On Mon, Dec 5, 2011 at 5:58 PM, Thomas Bruederli
<roundcube@gmail.com> wrote:
On 03.12.2011, at 20:51, till wrote:
>
> On Fri, Dec 2, 2011 at 6:32 PM, A.L.E.C <
alec@alec.pl> wrote:
> W dniu 02.12.2011 18:05, till wrote:
>
> > Never saw srcuri with PEAR packages:
> >
http://pear.php.net/manual/en/guide.developers.package2.pecl.php
> >
> > It looks like it's pecl related. What are you trying to achieve with it?
>
> As stated in my first post in this thread, for AGPL plugins we need to
> provide a link to source code.
>
> Reminds me to vote against the AGPL move.
The AGPL suggestion for Roundcube core has actually nothing to do with the requirement of making the source code of plugins available which are published under AGPL-
>
> So, we need some URL field in package.xml.
>
> Maybe I don't get it – but a pear package does not compile code. It's zipped up code in tar archive, compressed with gzip. The source is available. Can you explain why this link is necessary or who claims that it's necessary?

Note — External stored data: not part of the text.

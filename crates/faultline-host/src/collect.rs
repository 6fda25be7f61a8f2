//! Collection of host facts into a record.

use faultline_core::{
    CaptureConfig, CategorizedRecord, FieldMap, FieldValue, RedactionPolicy, catch_panic,
    truncate,
};
use tracing::debug;

use crate::context::{HostContext, Identity, RequestInfo, ResponseInfo, SessionInfo};
use crate::error::{HostError, HostPart, HostResult};

/// Category for the authenticated identity.
pub const USER_CATEGORY: &str = "HttpUser";
/// Category for request metadata.
pub const REQUEST_CATEGORY: &str = "HttpRequest";
/// Category for response metadata.
pub const RESPONSE_CATEGORY: &str = "HttpResponse";
/// Category for session state.
pub const SESSION_CATEGORY: &str = "HttpSession";

const TEXT_CONTENT_MARKERS: &[&str] = &[
    "application/json",
    "text/",
    "html/",
    "application/xml",
    "+xml",
];

/// Copies the readable parts of a [`HostContext`] into a record.
///
/// Each part is read independently. A part that fails (or panics) is reported
/// through the supplied callback and skipped; the remaining parts are still
/// collected.
#[derive(Debug, Clone)]
pub struct HostCollector {
    policy: RedactionPolicy,
    max_form_value_length: usize,
    max_body_length: usize,
    include_session_items: bool,
}

impl HostCollector {
    /// Create a collector from capture configuration.
    pub fn new(config: &CaptureConfig) -> Self {
        Self {
            policy: config.redaction_policy(),
            max_form_value_length: config.max_form_value_length,
            max_body_length: config.max_body_length,
            include_session_items: config.include_session_items,
        }
    }

    /// Collect every available part of `ctx` into `record`.
    pub fn collect(
        &self,
        record: &mut CategorizedRecord,
        ctx: &dyn HostContext,
        on_error: &mut dyn FnMut(HostError),
    ) {
        match guarded(HostPart::Identity, || ctx.identity()) {
            Ok(Some(identity)) => self.append_identity(record, &identity),
            Ok(None) => {}
            Err(e) => on_error(e),
        }

        match guarded(HostPart::Request, || ctx.request()) {
            Ok(Some(request)) => {
                self.append_request(record, &request);
                if self.wants_body(&request) {
                    match guarded(HostPart::RequestBody, || ctx.request_body()) {
                        Ok(Some(body)) => self.append_body(record, &body),
                        Ok(None) => {}
                        Err(e) => on_error(e),
                    }
                }
            }
            Ok(None) => {}
            Err(e) => on_error(e),
        }

        match guarded(HostPart::Response, || ctx.response()) {
            Ok(Some(response)) => self.append_response(record, &response),
            Ok(None) => {}
            Err(e) => on_error(e),
        }

        match guarded(HostPart::Session, || ctx.session()) {
            Ok(Some(session)) => self.append_session(record, &session),
            Ok(None) => {}
            Err(e) => on_error(e),
        }
    }

    fn append_identity(&self, record: &mut CategorizedRecord, identity: &Identity) {
        if !identity.is_authenticated {
            return;
        }
        record.set(USER_CATEGORY, "IsAuthenticated", true);
        record.set(USER_CATEGORY, "Name", identity.name.clone());
        record.set(
            USER_CATEGORY,
            "AuthenticationType",
            identity.authentication_type.clone(),
        );
    }

    fn append_request(&self, record: &mut CategorizedRecord, req: &RequestInfo) {
        let Some(cat) = record.get_or_create_category(REQUEST_CATEGORY) else {
            return;
        };

        cat.insert("ContentLength".into(), req.content_length.into());
        cat.insert("ContentType".into(), req.content_type.clone().into());
        cat.insert("HttpMethod".into(), req.method.clone().into());
        cat.insert("IsAuthenticated".into(), req.is_authenticated.into());
        cat.insert("Path".into(), req.path.clone().into());
        cat.insert("RawUrl".into(), req.raw_url.clone().into());
        cat.insert("Url".into(), req.url.clone().into());
        cat.insert("Referrer".into(), req.referrer.clone().into());
        cat.insert("UserHostAddress".into(), req.client_address.clone().into());

        let cookies: FieldMap = req
            .cookies
            .iter()
            .map(|(name, value)| (name.clone(), self.policy.apply(name, value).into()))
            .collect();
        cat.insert("Cookies".into(), FieldValue::Map(cookies));

        let mut headers = FieldMap::new();
        for (name, values) in &req.headers {
            match values.as_slice() {
                [] => {
                    headers.insert(name.clone(), "".into());
                }
                [single] => {
                    headers.insert(name.clone(), self.policy.apply(name, single).into());
                }
                many => {
                    for (i, value) in many.iter().enumerate() {
                        headers.insert(format!("{}({})", name, i), self.policy.apply(name, value).into());
                    }
                }
            }
        }
        cat.insert("Headers".into(), FieldValue::Map(headers));

        if self.max_form_value_length > 0 && !req.form.is_empty() {
            cat.insert("Form".into(), FieldValue::Map(self.form_fields(&req.form)));
        }

        if !req.files.is_empty() {
            let mut files = FieldMap::new();
            for (i, file) in req.files.iter().enumerate() {
                files.insert(format!("File:{}:FileName", i), file.file_name.clone().into());
                files.insert(format!("File:{}:ContentType", i), file.content_type.clone().into());
                files.insert(format!("File:{}:ContentLength", i), file.content_length.into());
            }
            cat.insert("Files".into(), FieldValue::Map(files));
        }
    }

    fn form_fields(&self, form: &[(String, Vec<String>)]) -> FieldMap {
        let mut fields = FieldMap::new();
        for (key, values) in form {
            let key_name = format!("Form:{}", key);
            let sensitive = self.policy.is_sensitive(key);

            match values.as_slice() {
                [] => {
                    fields.insert(key_name, "".into());
                }
                [single] => {
                    fields.insert(key_name, self.form_value(single, sensitive).into());
                }
                many => {
                    for (i, value) in many.iter().enumerate() {
                        fields.insert(format!("{}:{}", key_name, i), self.form_value(value, sensitive).into());
                    }
                }
            }
        }
        fields
    }

    fn form_value(&self, value: &str, sensitive: bool) -> String {
        if sensitive && !value.trim().is_empty() {
            return self.policy.placeholder(value);
        }
        truncate(value, self.max_form_value_length).unwrap_or_default()
    }

    fn wants_body(&self, req: &RequestInfo) -> bool {
        if self.max_body_length == 0 {
            return false;
        }
        let content_type = req.content_type.as_deref().unwrap_or("").to_lowercase();
        TEXT_CONTENT_MARKERS.iter().any(|m| content_type.contains(m))
    }

    fn append_body(&self, record: &mut CategorizedRecord, body: &[u8]) {
        let text = String::from_utf8_lossy(body);
        if let Some(body) = truncate(&text, self.max_body_length) {
            record.set(REQUEST_CATEGORY, "Body", body);
        }
    }

    fn append_response(&self, record: &mut CategorizedRecord, resp: &ResponseInfo) {
        record.set(RESPONSE_CATEGORY, "StatusCode", resp.status_code);
        record.set(
            RESPONSE_CATEGORY,
            "StatusDescription",
            resp.status_description.clone(),
        );
        record.set(RESPONSE_CATEGORY, "ContentType", resp.content_type.clone());
        record.set(RESPONSE_CATEGORY, "Charset", resp.charset.clone());
        record.set(
            RESPONSE_CATEGORY,
            "RedirectLocation",
            resp.redirect_location.clone(),
        );
        record.set(RESPONSE_CATEGORY, "IsClientConnected", resp.is_client_connected);
    }

    fn append_session(&self, record: &mut CategorizedRecord, session: &SessionInfo) {
        record.set(SESSION_CATEGORY, "SessionID", session.id.clone());
        record.set(SESSION_CATEGORY, "IsNewSession", session.is_new);

        if !self.include_session_items {
            return;
        }
        for (key, value) in &session.items {
            let value = if self.policy.is_sensitive(key) {
                FieldValue::Text(self.policy.placeholder(&value.to_string()))
            } else {
                value.clone()
            };
            record.set(SESSION_CATEGORY, key, value);
        }
    }
}

fn guarded<T>(part: HostPart, read: impl FnOnce() -> HostResult<T>) -> HostResult<T> {
    catch_panic(read).unwrap_or_else(|message| {
        debug!(part = %part, message = %message, "Host context reader panicked");
        Err(HostError::Panicked { part, message })
    })
}
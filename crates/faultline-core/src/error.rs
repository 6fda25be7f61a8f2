//! Error types for records and configuration.

use thiserror::Error;

/// Errors converting a record to or from its transport form.
#[derive(Debug, Error)]
pub enum RecordError {
    /// The input text was empty or whitespace.
    #[error("Empty transport form")]
    EmptyInput,

    /// JSON (de)serialization failed.
    #[error("JSON error: {0}")]
    Json(#[from] serde_json::Error),
}

/// Errors in capture configuration.
#[derive(Debug, Error)]
pub enum ConfigError {
    /// An email address could not be parsed.
    #[error("Invalid email address: '{0}'")]
    InvalidEmailAddress(String),

    /// An option has an unusable value.
    #[error("Invalid configuration: {0}")]
    Invalid(String),

    /// TOML parsing failed.
    #[error("TOML error: {0}")]
    Toml(#[from] toml::de::Error),
}

/// Result type for record operations.
pub type RecordResult<T> = std::result::Result<T, RecordError>;

/// Result type for configuration operations.
pub type ConfigResult<T> = std::result::Result<T, ConfigError>;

If you install a plugin which in licensed under AGPL you have to provide the source to the users of that system. That's required by the AGPL itself.

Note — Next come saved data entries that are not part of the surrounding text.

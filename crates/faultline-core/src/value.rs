//! Field values stored inside a record category.

use std::fmt;

use chrono::{DateTime, SecondsFormat, TimeZone};
use indexmap::IndexMap;
use serde::{Deserialize, Serialize};

/// Ordered mapping of field name to value.
///
/// Used both for record categories and for nested field values.
pub type FieldMap = IndexMap<String, FieldValue>;

/// A single diagnostic fact.
///
/// Values are not required to be homogeneous: one category can hold text next
/// to integers, lists and nested maps. Serialized untagged, so the transport
/// form reads like plain JSON.
///
/// Equality is numeric-tolerant: `Int(27)`, `UInt(27)` and `Float(27.0)` all
/// compare equal, which keeps round trips through the transport form stable
/// even when the concrete numeric width changes.
#[derive(Debug, Clone, Default, Serialize, Deserialize)]
#[serde(untagged)]
pub enum FieldValue {
    /// Absent value.
    #[default]
    Null,
    /// Boolean.
    Bool(bool),
    /// Signed integer.
    Int(i64),
    /// Unsigned integer too large for `i64`.
    UInt(u64),
    /// Floating point number.
    Float(f64),
    /// Text.
    Text(String),
    /// Ordered sequence of values.
    List(Vec<FieldValue>),
    /// Nested field mapping.
    Map(FieldMap),
}

#[derive(Debug, Clone, Copy)]
enum Number {
    Signed(i64),
    Unsigned(u64),
    Float(f64),
}

impl FieldValue {
    /// Check if this is the absent value.
    pub fn is_null(&self) -> bool {
        matches!(self, FieldValue::Null)
    }

    /// Check if this is an integer of either signedness.
    pub fn is_integer(&self) -> bool {
        matches!(self, FieldValue::Int(_) | FieldValue::UInt(_))
    }

    /// Get the text, if this is a text value.
    pub fn as_str(&self) -> Option<&str> {
        match self {
            FieldValue::Text(s) => Some(s),
            _ => None,
        }
    }

    /// Get the boolean, if this is a boolean value.
    pub fn as_bool(&self) -> Option<bool> {
        match self {
            FieldValue::Bool(b) => Some(*b),
            _ => None,
        }
    }

    /// Get the value as `i64` when it is an integer that fits.
    pub fn as_i64(&self) -> Option<i64> {
        match self {
            FieldValue::Int(i) => Some(*i),
            FieldValue::UInt(u) => i64::try_from(*u).ok(),
            _ => None,
        }
    }

    /// Get the value as `f64` when it is numeric.
    pub fn as_f64(&self) -> Option<f64> {
        match self {
            FieldValue::Int(i) => Some(*i as f64),
            FieldValue::UInt(u) => Some(*u as f64),
            FieldValue::Float(f) => Some(*f),
            _ => None,
        }
    }

    /// Get the nested mapping, if this is a map value.
    pub fn as_map(&self) -> Option<&FieldMap> {
        match self {
            FieldValue::Map(m) => Some(m),
            _ => None,
        }
    }

    /// Get the nested mapping mutably, if this is a map value.
    pub fn as_map_mut(&mut self) -> Option<&mut FieldMap> {
        match self {
            FieldValue::Map(m) => Some(m),
            _ => None,
        }
    }

    /// Get the sequence, if this is a list value.
    pub fn as_list(&self) -> Option<&[FieldValue]> {
        match self {
            FieldValue::List(l) => Some(l),
            _ => None,
        }
    }

    fn as_number(&self) -> Option<Number> {
        match self {
            FieldValue::Int(i) => Some(Number::Signed(*i)),
            FieldValue::UInt(u) => Some(Number::Unsigned(*u)),
            FieldValue::Float(f) => Some(Number::Float(*f)),
            _ => None,
        }
    }
}

fn numbers_equal(a: Number, b: Number) -> bool {
    match (a, b) {
        (Number::Signed(x), Number::Signed(y)) => x == y,
        (Number::Unsigned(x), Number::Unsigned(y)) => x == y,
        (Number::Float(x), Number::Float(y)) => x == y,
        (Number::Signed(x), Number::Unsigned(y)) | (Number::Unsigned(y), Number::Signed(x)) => {
            x >= 0 && x as u64 == y
        }
        (Number::Signed(x), Number::Float(y)) | (Number::Float(y), Number::Signed(x)) => {
            x as f64 == y
        }
        (Number::Unsigned(x), Number::Float(y)) | (Number::Float(y), Number::Unsigned(x)) => {
            x as f64 == y
        }
    }
}

impl PartialEq for FieldValue {
    fn eq(&self, other: &Self) -> bool {
        match (self, other) {
            (FieldValue::Null, FieldValue::Null) => true,
            (FieldValue::Bool(a), FieldValue::Bool(b)) => a == b,
            (FieldValue::Text(a), FieldValue::Text(b)) => a == b,
            (FieldValue::List(a), FieldValue::List(b)) => a == b,
            (FieldValue::Map(a), FieldValue::Map(b)) => a == b,
            (a, b) => match (a.as_number(), b.as_number()) {
                (Some(x), Some(y)) => numbers_equal(x, y),
                _ => false,
            },
        }
    }
}

impl fmt::Display for FieldValue {
    fn fmt(&self, f: &mut fmt::Formatter<'_>) -> fmt::Result {
        match self {
            FieldValue::Null => Ok(()),
            FieldValue::Bool(b) => write!(f, "{}", b),
            FieldValue::Int(i) => write!(f, "{}", i),
            FieldValue::UInt(u) => write!(f, "{}", u),
            FieldValue::Float(x) => write!(f, "{}", x),
            FieldValue::Text(s) => f.write_str(s),
            FieldValue::List(items) => {
                f.write_str("[")?;
                for (i, item) in items.iter().enumerate() {
                    if i > 0 {
                        f.write_str(", ")?;
                    }
                    write!(f, "{}", item)?;
                }
                f.write_str("]")
            }
            FieldValue::Map(map) => {
                f.write_str("{")?;
                for (i, (key, value)) in map.iter().enumerate() {
                    if i > 0 {
                        f.write_str(", ")?;
                    }
                    write!(f, "{}: {}", key, value)?;
                }
                f.write_str("}")
            }
        }
    }
}

macro_rules! from_signed {
    ($($t:ty),*) => {
        $(impl From<$t> for FieldValue {
            fn from(v: $t) -> Self {
                FieldValue::Int(v as i64)
            }
        })*
    };
}

macro_rules! from_unsigned {
    ($($t:ty),*) => {
        $(impl From<$t> for FieldValue {
            fn from(v: $t) -> Self {
                match i64::try_from(v) {
                    Ok(i) => FieldValue::Int(i),
                    Err(_) => FieldValue::UInt(v as u64),
                }
            }
        })*
    };
}

from_signed!(i8, i16, i32, i64, isize);
from_unsigned!(u8, u16, u32, u64, usize);

impl From<f32> for FieldValue {
    fn from(v: f32) -> Self {
        FieldValue::Float(v as f64)
    }
}

impl From<f64> for FieldValue {
    fn from(v: f64) -> Self {
        FieldValue::Float(v)
    }
}

impl From<bool> for FieldValue {
    fn from(v: bool) -> Self {
        FieldValue::Bool(v)
    }
}

impl From<&str> for FieldValue {
    fn from(v: &str) -> Self {
        FieldValue::Text(v.to_string())
    }
}

impl From<String> for FieldValue {
    fn from(v: String) -> Self {
        FieldValue::Text(v)
    }
}

impl From<&String> for FieldValue {
    fn from(v: &String) -> Self {
        FieldValue::Text(v.clone())
    }
}

impl<T: Into<FieldValue>> From<Option<T>> for FieldValue {
    fn from(v: Option<T>) -> Self {
        v.map(Into::into).unwrap_or(FieldValue::Null)
    }
}

impl<T: Into<FieldValue>> From<Vec<T>> for FieldValue {
    fn from(v: Vec<T>) -> Self {
        FieldValue::List(v.into_iter().map(Into::into).collect())
    }
}

impl From<FieldMap> for FieldValue {
    fn from(v: FieldMap) -> Self {
        FieldValue::Map(v)
    }
}

impl<Tz: TimeZone> From<DateTime<Tz>> for FieldValue
where
    Tz::Offset: fmt::Display,
{
    fn from(v: DateTime<Tz>) -> Self {
        FieldValue::Text(v.to_rfc3339_opts(SecondsFormat::AutoSi, false))
    }
}

impl FromIterator<(String, FieldValue)> for FieldValue {
    fn from_iter<I: IntoIterator<Item = (String, FieldValue)>>(iter: I) -> Self {
        FieldValue::Map(iter.into_iter().collect())
    }
}

#[cfg(test)]
mod tests {
    use super::*;

    #[test]
    fn test_numeric_tolerant_equality() {
        assert_eq!(FieldValue::Int(27), FieldValue::UInt(27));
        assert_eq!(FieldValue::Int(27), FieldValue::Float(27.0));
        assert_eq!(FieldValue::from(13.1f64), FieldValue::Float(13.1));
        assert_ne!(FieldValue::Int(-1), FieldValue::UInt(u64::MAX));
        assert_ne!(FieldValue::Int(1), FieldValue::Text("1".to_string()));
    }

    #[test]
    fn test_unsigned_conversion_prefers_signed() {
        assert!(matches!(FieldValue::from(5u64), FieldValue::Int(5)));
        assert!(matches!(FieldValue::from(u64::MAX), FieldValue::UInt(u64::MAX)));
    }

    #[test]
    fn test_untagged_json_shapes() {
        let value: FieldValue =
            serde_json::from_str(r#"{"a":null,"b":[1,2.5,"x"],"c":true}"#).unwrap();
        let map = value.as_map().unwrap();
        assert!(map["a"].is_null());
        assert_eq!(map["b"].as_list().unwrap().len(), 3);
        assert_eq!(map["c"].as_bool(), Some(true));
        let keys: Vec<_> = map.keys().cloned().collect();
        assert_eq!(keys, vec!["a", "b", "c"]);
    }

    #[test]
    fn test_display_list_and_map() {
        let list = FieldValue::from(vec!["abc", "def"]);
        assert_eq!(list.to_string(), "[abc, def]");
        assert_eq!(FieldValue::Null.to_string(), "");
    }
}
//! TelemetryHub client - drives a measurement run on a remote acquisition
//! gateway over its REST API.

use std::env;
use std::process::ExitCode;

use tracing_subscriber::{layer::SubscriberExt, util::SubscriberInitExt, EnvFilter};

use telemetry_hub_client::config::Settings;
use telemetry_hub_client::report;

const VERSION: &str = env!("CARGO_PKG_VERSION");

fn print_version() {
    println!("telemetry-client {}", VERSION);
}

#[tokio::main]
async fn main() -> ExitCode {
    // Handle --version / -V
    let args: Vec<String> = env::args().collect();
    if args.iter().any(|a| a == "--version" || a == "-V") {
        print_version();
        return ExitCode::SUCCESS;
    }

    // Initialize tracing. Stdout belongs to the workflow output, so log
    // lines go to stderr.
    tracing_subscriber::registry()
        .with(EnvFilter::try_from_default_env().unwrap_or_else(|_| EnvFilter::new("info")))
        .with(tracing_subscriber::fmt::layer().with_writer(std::io::stderr))
        .init();

    // Load configuration
    let settings = match Settings::load() {
        Ok(settings) => settings,
        Err(e) => {
            eprintln!("Failed to load configuration: {}", e);
            return ExitCode::from(1);
        }
    };
    tracing::info!("Gateway base URL: {}", settings.gateway.base_url);

    let termination = report::run_with_shutdown(&settings, shutdown_signal()).await;
    ExitCode::from(termination.exit_code())
}

async fn shutdown_signal() {
    if let Err(e) = tokio::signal::ctrl_c().await {
        tracing::error!("Failed to listen for Ctrl+C: {}", e);
        // Resolving here would read as a cancellation; park this branch
        // instead so the workflow keeps running, just uninterruptible.
        std::future::pending::<()>().await;
    }
}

We (Roundcube) want to take the burden of collecting the links to all the AGPL sources away from the sysadmins which install Roundcube with AGPL plugins but collect them all in a single place. That's why we want the URL to the source of an AGPL plugin to be stated in the package itself. Of course we could also add some script which collects all the files directly from the Roundcube installation directory but this brings in some security topics which I'd like to avoid.
Ok, so just to be clear – you want something like a link to e.g. our RoundCube svn repo, or a github repo, or sf, etc. where the source of the package is located?
If so, I think there are two option:
1) Create a README and/or LICENSE file which contains the information and install them with the 'doc' role.